YOUR TASK - The lines below that include the word "selected" are to be reported.

=====

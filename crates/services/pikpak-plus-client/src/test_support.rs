//! Helpers for tests that touch process-wide state.

/// Sets or clears an environment variable for the lifetime of the guard.
///
/// On drop the previous value is put back, or the variable is removed if it
/// was unset before.
pub struct EnvGuard {
    key: &'static str,
    prev: Option<String>,
}

impl EnvGuard {
    /// Sets `key` to `val` until the guard is dropped.
    ///
    /// # Safety
    ///
    /// Mutating the environment races with concurrent readers. Only call
    /// from tests marked `#[serial(env)]`.
    #[must_use]
    pub fn set(key: &'static str, val: &str) -> Self {
        let prev = std::env::var(key).ok();
        unsafe { std::env::set_var(key, val) };
        Self { key, prev }
    }

    /// Clears `key` until the guard is dropped.
    ///
    /// # Safety
    ///
    /// Same constraint as [`EnvGuard::set`].
    #[must_use]
    pub fn remove(key: &'static str) -> Self {
        let prev = std::env::var(key).ok();
        unsafe { std::env::remove_var(key) };
        Self { key, prev }
    }
}

impl Drop for EnvGuard {
    fn drop(&mut self) {
        if let Some(v) = &self.prev {
            unsafe { std::env::set_var(self.key, v) };
        } else {
            unsafe { std::env::remove_var(self.key) };
        }
    }
}
//! Typed records for the JSON blobs kept in the persistent store and for
//! listing rows.
//!
//! The backend and older clients write numbers as strings and vice versa, so
//! every numeric field here accepts either form.

use std::collections::BTreeMap;

use chrono::{DateTime, TimeDelta, Utc};
use serde::{Deserialize, Deserializer, Serialize};
use serde_json::{Map, Value};

use crate::format::{parse_float_prefix, parse_timestamp};

/// Prefix of the directory-map key for a server: `PP-server#<id>`
pub const SERVER_KEY_PREFIX: &str = "PP-server#";

/// A size as it arrives from the backend: a raw byte count or display text
#[derive(Debug, Clone, PartialEq, Serialize, Deserialize)]
#[serde(untagged)]
pub enum SizeValue {
    /// Numeric byte count
    Bytes(f64),
    /// Textual size, either numeric (`"1048576"`) or formatted (`"1.0 MB"`)
    Text(String),
}

impl SizeValue {
    /// Strict numeric coercion of the whole value.
    ///
    /// Blank text is zero; text that is not entirely a number is `NaN`.
    #[must_use]
    pub fn to_number(&self) -> f64 {
        match self {
            Self::Bytes(n) => *n,
            Self::Text(s) => {
                let s = s.trim();
                if s.is_empty() {
                    return 0.0;
                }
                let unsigned = s.trim_start_matches(['+', '-']);
                if unsigned == "Infinity" {
                    return if s.starts_with('-') {
                        f64::NEG_INFINITY
                    } else {
                        f64::INFINITY
                    };
                }
                if unsigned
                    .chars()
                    .any(|c| !(c.is_ascii_digit() || matches!(c, '.' | 'e' | 'E' | '+' | '-')))
                {
                    return f64::NAN;
                }
                s.parse().unwrap_or(f64::NAN)
            }
        }
    }

    /// Leading-integer parse: `"123abc"` is 123, `"1.9"` is 1, `"abc"` is `None`.
    #[must_use]
    #[allow(clippy::cast_possible_truncation)]
    pub fn leading_int(&self) -> Option<i64> {
        match self {
            Self::Bytes(n) if n.is_finite() => Some(n.trunc() as i64),
            Self::Bytes(_) => None,
            Self::Text(s) => parse_int_prefix(s),
        }
    }
}

impl From<u64> for SizeValue {
    #[allow(clippy::cast_precision_loss)]
    fn from(n: u64) -> Self {
        Self::Bytes(n as f64)
    }
}

impl From<f64> for SizeValue {
    fn from(n: f64) -> Self {
        Self::Bytes(n)
    }
}

impl From<&str> for SizeValue {
    fn from(s: &str) -> Self {
        Self::Text(s.to_string())
    }
}

impl From<String> for SizeValue {
    fn from(s: String) -> Self {
        Self::Text(s)
    }
}

pub(crate) fn parse_int_prefix(raw: &str) -> Option<i64> {
    let s = raw.trim_start();
    let (negative, digits) = match s.as_bytes().first() {
        Some(b'-') => (true, &s[1..]),
        Some(b'+') => (false, &s[1..]),
        _ => (false, s),
    };
    let end = digits
        .find(|c: char| !c.is_ascii_digit())
        .unwrap_or(digits.len());
    let value: i64 = digits[..end].parse().ok()?;
    Some(if negative { -value } else { value })
}

#[derive(Deserialize)]
#[serde(untagged)]
enum Scalar {
    Number(serde_json::Number),
    Text(String),
}

fn opt_string_or_number<'de, D>(deserializer: D) -> Result<Option<String>, D::Error>
where
    D: Deserializer<'de>,
{
    Ok(match Option::<Scalar>::deserialize(deserializer)? {
        Some(Scalar::Number(n)) => Some(n.to_string()),
        Some(Scalar::Text(s)) => Some(s),
        None => None,
    })
}

fn opt_lenient_f64<'de, D>(deserializer: D) -> Result<Option<f64>, D::Error>
where
    D: Deserializer<'de>,
{
    Ok(match Option::<Scalar>::deserialize(deserializer)? {
        Some(Scalar::Number(n)) => n.as_f64(),
        Some(Scalar::Text(s)) => Some(parse_float_prefix(&s)).filter(|v| !v.is_nan()),
        None => None,
    })
}

/// Cached metadata for one server
#[derive(Debug, Clone, Default, PartialEq, Serialize, Deserialize)]
pub struct ServerDetails {
    /// Creation timestamp (ISO-8601 or Unix milliseconds)
    #[serde(default, deserialize_with = "opt_string_or_number")]
    pub created_at: Option<String>,
    /// Lifetime in days counted from `created_at`
    #[serde(default, deserialize_with = "opt_lenient_f64")]
    pub expiry: Option<f64>,
    /// Drive quota in bytes
    #[serde(default)]
    pub limit: Option<SizeValue>,
    /// Drive usage in bytes
    #[serde(default)]
    pub drive_used: Option<SizeValue>,
}

impl ServerDetails {
    /// `created_at` plus `expiry` days.
    ///
    /// `None` if either is missing or invalid, or the sum leaves the
    /// representable date range.
    #[must_use]
    #[allow(clippy::cast_possible_truncation)]
    pub fn expiry_date(&self) -> Option<DateTime<Utc>> {
        let created = parse_timestamp(self.created_at.as_deref()?)?;
        let days = self.expiry.filter(|d| d.is_finite())?;
        let millis = (days * 86_400_000.0).round() as i64;
        created.checked_add_signed(TimeDelta::try_milliseconds(millis)?)
    }
}

/// Server id → [`ServerDetails`], as stored under `serverOptions`.
///
/// Entries are decoded on lookup so one malformed server does not hide the rest.
#[derive(Debug, Clone, Default, PartialEq)]
pub struct ServerOptions(Map<String, Value>);

impl ServerOptions {
    /// Parses the stored JSON; `None` when it is not a JSON object
    #[must_use]
    pub fn parse(raw: &str) -> Option<Self> {
        match serde_json::from_str::<Value>(raw) {
            Ok(Value::Object(map)) => Some(Self(map)),
            Ok(_) => {
                tracing::debug!("serverOptions is not a JSON object; ignoring");
                None
            }
            Err(e) => {
                tracing::debug!("serverOptions is not valid JSON: {e}");
                None
            }
        }
    }

    /// Details for `server_id`, if present and well-formed
    #[must_use]
    pub fn get(&self, server_id: &str) -> Option<ServerDetails> {
        let value = self.0.get(server_id)?;
        if value.is_null() {
            return None;
        }
        serde_json::from_value(value.clone())
            .map_err(|e| tracing::debug!("serverOptions[{server_id}] is malformed: {e}"))
            .ok()
    }

    /// Number of servers in the map
    #[must_use]
    pub fn len(&self) -> usize {
        self.0.len()
    }

    /// Whether the map has no servers
    #[must_use]
    pub fn is_empty(&self) -> bool {
        self.0.is_empty()
    }
}

/// Last-selected directory for one server
#[derive(Debug, Clone, Default, PartialEq, Serialize, Deserialize)]
pub struct DirectoryEntry {
    /// Backend directory id
    #[serde(
        default,
        deserialize_with = "opt_string_or_number",
        skip_serializing_if = "Option::is_none"
    )]
    pub directory_id: Option<String>,
    /// Fields this crate does not interpret, kept verbatim
    #[serde(flatten)]
    pub extra: Map<String, Value>,
}

impl DirectoryEntry {
    /// Entry pointing at `directory_id`
    #[must_use]
    pub fn new(directory_id: impl Into<String>) -> Self {
        Self {
            directory_id: Some(directory_id.into()),
            extra: Map::new(),
        }
    }
}

/// `PP-server#<id>` → [`DirectoryEntry`], as stored under `dir`
#[derive(Debug, Clone, Default, PartialEq, Serialize, Deserialize)]
#[serde(transparent)]
pub struct DirectoryMap(BTreeMap<String, DirectoryEntry>);

impl DirectoryMap {
    /// Empty map
    #[must_use]
    pub fn new() -> Self {
        Self::default()
    }

    /// Key under which `server_id`'s entry is stored
    #[must_use]
    pub fn server_key(server_id: &str) -> String {
        format!("{SERVER_KEY_PREFIX}{server_id}")
    }

    /// Parses the stored JSON, skipping entries that are not objects.
    ///
    /// Anything that is not a JSON object yields an empty map.
    #[must_use]
    pub fn parse_lenient(raw: &str) -> Self {
        let Ok(Value::Object(map)) = serde_json::from_str::<Value>(raw) else {
            tracing::debug!("dir is missing or not a JSON object; treating as empty");
            return Self::default();
        };

        Self(
            map.into_iter()
                .filter_map(|(k, v)| serde_json::from_value(v).ok().map(|entry| (k, entry)))
                .collect(),
        )
    }

    /// Records `entry` for `server_id`
    pub fn insert(&mut self, server_id: &str, entry: DirectoryEntry) {
        self.0.insert(Self::server_key(server_id), entry);
    }

    /// Directory id selected on `server_id`; blank ids count as unset
    #[must_use]
    pub fn directory_for(&self, server_id: &str) -> Option<&str> {
        self.0
            .get(&Self::server_key(server_id))?
            .directory_id
            .as_deref()
            .filter(|id| !id.is_empty())
    }

    /// Number of servers with an entry
    #[must_use]
    pub fn len(&self) -> usize {
        self.0.len()
    }

    /// Whether no server has an entry
    #[must_use]
    pub fn is_empty(&self) -> bool {
        self.0.is_empty()
    }
}

/// One torrent/file search result row.
///
/// The five display fields are required, so a row that deserializes carries
/// exactly what the backend sent; nothing is filled in.
#[derive(Debug, Clone, PartialEq, Serialize, Deserialize)]
pub struct TorrentRow {
    /// Display title
    #[serde(rename = "Title")]
    pub title: String,
    /// Raw byte count, or formatted size after [`prepare_row_data`](crate::grid::prepare_row_data)
    #[serde(rename = "Size")]
    pub size: SizeValue,
    /// Seeder count
    #[serde(rename = "Seeders")]
    pub seeders: u64,
    /// Peer count
    #[serde(rename = "Peers")]
    pub peers: u64,
    /// Tracker name
    #[serde(rename = "Tracker")]
    pub tracker: String,
    /// Other fields (magnet links, categories, ...) passed through untouched
    #[serde(flatten)]
    pub extra: Map<String, Value>,
}

/// Drive quota for the selected server
#[derive(Debug, Clone, Copy, PartialEq, Eq, Serialize, Deserialize)]
pub struct DriveInfo {
    /// Quota in bytes
    pub limit: i64,
    /// Bytes used.
    ///
    /// Serialized as `available` because that is the name consumers read,
    /// even though the value is the drive usage, not the free space.
    #[serde(rename = "available")]
    pub used: i64,
}

/// Stored email plus the directory selected on the current server
#[derive(Debug, Clone, Default, PartialEq, Eq, Serialize, Deserialize)]
pub struct EmailAndDirectory {
    /// Account email
    pub email: Option<String>,
    /// Directory id for the selected server
    pub dir: Option<String>,
}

=====

WRITTEN SOLUTION -
/// Last-selected directory for one server
    /// Directory id selected on `server_id`; blank ids count as unset
/// Drive quota for the selected server
/// Stored email plus the directory selected on the current server
    /// Directory id for the selected server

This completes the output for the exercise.